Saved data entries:
+++

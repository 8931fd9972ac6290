//! Typed resource graph
//!
//! A decoded document is a tree: a [`Resource`] owns its fields, complex values
//! own theirs, and contained resources are owned by their parent. Field order
//! follows the declaration order of the shape that produced the node.

use crate::calendar::{Date, DateTime, Instant, Time};
use crate::element::{Element, Extension};
use crate::primitive::{FhirPrimitive, Primitive};
use rust_decimal::Decimal;
use serde_json::Value as JsonValue;

#[derive(Debug, Clone, PartialEq)]
pub enum Value {
    Boolean(Primitive<bool>),
    Integer(Primitive<i32>),
    Decimal(Primitive<Decimal>),
    String(Primitive<String>),
    Date(Primitive<Date>),
    DateTime(Primitive<DateTime>),
    Time(Primitive<Time>),
    Instant(Primitive<Instant>),
    Complex(Complex),
    Extension(Extension),
    Resource(Box<Resource>),
}

impl Value {
    pub fn is_primitive(&self) -> bool {
        self.primitive_parts().is_some()
    }

    /// JSON value and element metadata of a primitive; `None` for complex
    /// values, extensions and resources.
    pub fn primitive_parts(&self) -> Option<(Option<JsonValue>, &Element)> {
        fn parts<T: FhirPrimitive>(p: &Primitive<T>) -> (Option<JsonValue>, &Element) {
            (p.value_json(), p.element())
        }
        match self {
            Value::Boolean(p) => Some(parts(p)),
            Value::Integer(p) => Some(parts(p)),
            Value::Decimal(p) => Some(parts(p)),
            Value::String(p) => Some(parts(p)),
            Value::Date(p) => Some(parts(p)),
            Value::DateTime(p) => Some(parts(p)),
            Value::Time(p) => Some(parts(p)),
            Value::Instant(p) => Some(parts(p)),
            Value::Complex(_) | Value::Extension(_) | Value::Resource(_) => None,
        }
    }

    /// Element metadata of primitives and complex values.
    pub fn element(&self) -> Option<&Element> {
        match self {
            Value::Complex(c) => Some(&c.element),
            Value::Extension(e) => Some(&e.element),
            other => other.primitive_parts().map(|(_, element)| element),
        }
    }

    pub fn as_str(&self) -> Option<&str> {
        match self {
            Value::String(p) => p.value().map(String::as_str),
            _ => None,
        }
    }

    pub fn as_bool(&self) -> Option<bool> {
        match self {
            Value::Boolean(p) => p.value().copied(),
            _ => None,
        }
    }

    pub fn as_integer(&self) -> Option<i32> {
        match self {
            Value::Integer(p) => p.value().copied(),
            _ => None,
        }
    }

    pub fn as_decimal(&self) -> Option<Decimal> {
        match self {
            Value::Decimal(p) => p.value().copied(),
            _ => None,
        }
    }

    pub fn as_date(&self) -> Option<&Date> {
        match self {
            Value::Date(p) => p.value(),
            _ => None,
        }
    }

    pub fn as_date_time(&self) -> Option<&DateTime> {
        match self {
            Value::DateTime(p) => p.value(),
            _ => None,
        }
    }

    pub fn as_time(&self) -> Option<&Time> {
        match self {
            Value::Time(p) => p.value(),
            _ => None,
        }
    }

    pub fn as_instant(&self) -> Option<&Instant> {
        match self {
            Value::Instant(p) => p.value(),
            _ => None,
        }
    }

    pub fn as_complex(&self) -> Option<&Complex> {
        match self {
            Value::Complex(c) => Some(c),
            _ => None,
        }
    }

    pub fn as_extension(&self) -> Option<&Extension> {
        match self {
            Value::Extension(e) => Some(e),
            _ => None,
        }
    }

    pub fn as_resource(&self) -> Option<&Resource> {
        match self {
            Value::Resource(r) => Some(r),
            _ => None,
        }
    }
}

/// One populated alternative of a choice field, tagged with the type suffix
/// it was read from (`valueQuantity` has suffix `Quantity`).
#[derive(Debug, Clone, PartialEq)]
pub struct Choice {
    pub suffix: &'static str,
    pub value: Box<Value>,
}

impl Choice {
    pub fn new(suffix: &'static str, value: Value) -> Self {
        Self {
            suffix,
            value: Box::new(value),
        }
    }

    /// Wire key for a field name, e.g. `effective` + `Period`.
    pub fn key(&self, field: &str) -> String {
        format!("{field}{}", self.suffix)
    }
}

#[derive(Debug, Clone, PartialEq)]
pub enum FieldValue {
    Single(Value),
    List(Vec<Value>),
    Choice(Choice),
}

impl FieldValue {
    pub fn as_single(&self) -> Option<&Value> {
        match self {
            FieldValue::Single(v) => Some(v),
            _ => None,
        }
    }

    pub fn as_list(&self) -> Option<&[Value]> {
        match self {
            FieldValue::List(v) => Some(v),
            _ => None,
        }
    }

    pub fn as_choice(&self) -> Option<&Choice> {
        match self {
            FieldValue::Choice(c) => Some(c),
            _ => None,
        }
    }

    /// The single value or chosen alternative, or the first list item.
    pub fn first(&self) -> Option<&Value> {
        match self {
            FieldValue::Single(v) => Some(v),
            FieldValue::List(items) => items.first(),
            FieldValue::Choice(c) => Some(&c.value),
        }
    }
}

impl From<Value> for FieldValue {
    fn from(value: Value) -> Self {
        FieldValue::Single(value)
    }
}

impl From<Vec<Value>> for FieldValue {
    fn from(values: Vec<Value>) -> Self {
        FieldValue::List(values)
    }
}

impl From<Choice> for FieldValue {
    fn from(choice: Choice) -> Self {
        FieldValue::Choice(choice)
    }
}

fn lookup<'a>(fields: &'a [(&'static str, FieldValue)], name: &str) -> Option<&'a FieldValue> {
    fields.iter().find(|(n, _)| *n == name).map(|(_, v)| v)
}

fn upsert(fields: &mut Vec<(&'static str, FieldValue)>, name: &'static str, value: FieldValue) {
    match fields.iter_mut().find(|(n, _)| *n == name) {
        Some(slot) => slot.1 = value,
        None => fields.push((name, value)),
    }
}

/// A complex datatype or backbone element instance.
#[derive(Debug, Clone, PartialEq)]
pub struct Complex {
    pub type_name: &'static str,
    pub element: Element,
    pub fields: Vec<(&'static str, FieldValue)>,
}

impl Complex {
    pub fn new(type_name: &'static str) -> Self {
        Self {
            type_name,
            element: Element::default(),
            fields: Vec::new(),
        }
    }

    pub fn with_field(mut self, name: &'static str, value: impl Into<FieldValue>) -> Self {
        upsert(&mut self.fields, name, value.into());
        self
    }

    pub fn get(&self, name: &str) -> Option<&FieldValue> {
        lookup(&self.fields, name)
    }

    /// Shorthand for the first value of a field.
    pub fn value(&self, name: &str) -> Option<&Value> {
        self.get(name).and_then(FieldValue::first)
    }
}

/// A decoded resource. `resource_type` is fixed at construction.
#[derive(Debug, Clone, PartialEq)]
pub struct Resource {
    resource_type: &'static str,
    pub fields: Vec<(&'static str, FieldValue)>,
}

impl Resource {
    pub fn new(resource_type: &'static str) -> Self {
        Self {
            resource_type,
            fields: Vec::new(),
        }
    }

    pub fn from_fields(resource_type: &'static str, fields: Vec<(&'static str, FieldValue)>) -> Self {
        Self {
            resource_type,
            fields,
        }
    }

    pub fn resource_type(&self) -> &'static str {
        self.resource_type
    }

    pub fn with_field(mut self, name: &'static str, value: impl Into<FieldValue>) -> Self {
        upsert(&mut self.fields, name, value.into());
        self
    }

    pub fn get(&self, name: &str) -> Option<&FieldValue> {
        lookup(&self.fields, name)
    }

    pub fn value(&self, name: &str) -> Option<&Value> {
        self.get(name).and_then(FieldValue::first)
    }

    pub fn id(&self) -> Option<&str> {
        self.value("id").and_then(Value::as_str)
    }

    pub fn meta(&self) -> Option<&Complex> {
        self.value("meta").and_then(Value::as_complex)
    }

    pub fn text(&self) -> Option<&Complex> {
        self.value("text").and_then(Value::as_complex)
    }

    pub fn contained(&self) -> impl Iterator<Item = &Resource> {
        self.get("contained")
            .and_then(FieldValue::as_list)
            .unwrap_or(&[])
            .iter()
            .filter_map(Value::as_resource)
    }

    /// Finds a contained resource by a local `#id` reference.
    pub fn find_contained(&self, reference: &str) -> Option<&Resource> {
        let id = reference.strip_prefix('#')?;
        self.contained().find(|r| r.id() == Some(id))
    }
}

#[cfg(test)]
mod tests {
    use super::*;

    fn string(s: &str) -> Value {
        Value::String(Primitive::new(s.to_string()))
    }

    #[test]
    fn test_resource_accessors() {
        let med = Resource::new("Medication").with_field("id", string("med1"));
        let patient = Resource::new("Patient")
            .with_field("id", string("example"))
            .with_field(
                "text",
                Value::Complex(Complex::new("Narrative").with_field("status", string("generated"))),
            )
            .with_field("contained", vec![Value::Resource(Box::new(med))]);

        assert_eq!(patient.resource_type(), "Patient");
        assert_eq!(patient.id(), Some("example"));
        assert_eq!(
            patient.text().and_then(|t| t.value("status")).and_then(Value::as_str),
            Some("generated")
        );
        assert_eq!(patient.contained().count(), 1);
        assert!(patient.find_contained("#med1").is_some());
        assert!(patient.find_contained("med1").is_none());
        assert!(patient.meta().is_none());
    }

    #[test]
    fn test_with_field_replaces_existing() {
        let c = Complex::new("Coding")
            .with_field("code", string("a"))
            .with_field("code", string("b"));
        assert_eq!(c.fields.len(), 1);
        assert_eq!(c.value("code").and_then(Value::as_str), Some("b"));
    }

    #[test]
    fn test_choice_key() {
        let choice = Choice::new("Boolean", Value::Boolean(Primitive::new(true)));
        assert_eq!(choice.key("deceased"), "deceasedBoolean");
        assert_eq!(FieldValue::from(choice).first().and_then(Value::as_bool), Some(true));
    }

    #[test]
    fn test_primitive_parts() {
        let v = Value::Integer(Primitive::new(3).with_id("n"));
        let (json, element) = v.primitive_parts().unwrap();
        assert_eq!(json, Some(serde_json::json!(3)));
        assert_eq!(element.id.as_deref(), Some("n"));
        assert!(Value::Complex(Complex::new("Period")).primitive_parts().is_none());
    }
}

+++

- _EXERCISE PROMPT_: Copy the lines that hold the word "JsonValue". Take them from the records above.

- _EXERCISE OUTPUT_:
use serde_json::Value as JsonValue;
    pub fn primitive_parts(&self) -> Option<(Option<JsonValue>, &Element)> {
        fn parts<T: FhirPrimitive>(p: &Primitive<T>) -> (Option<JsonValue>, &Element) {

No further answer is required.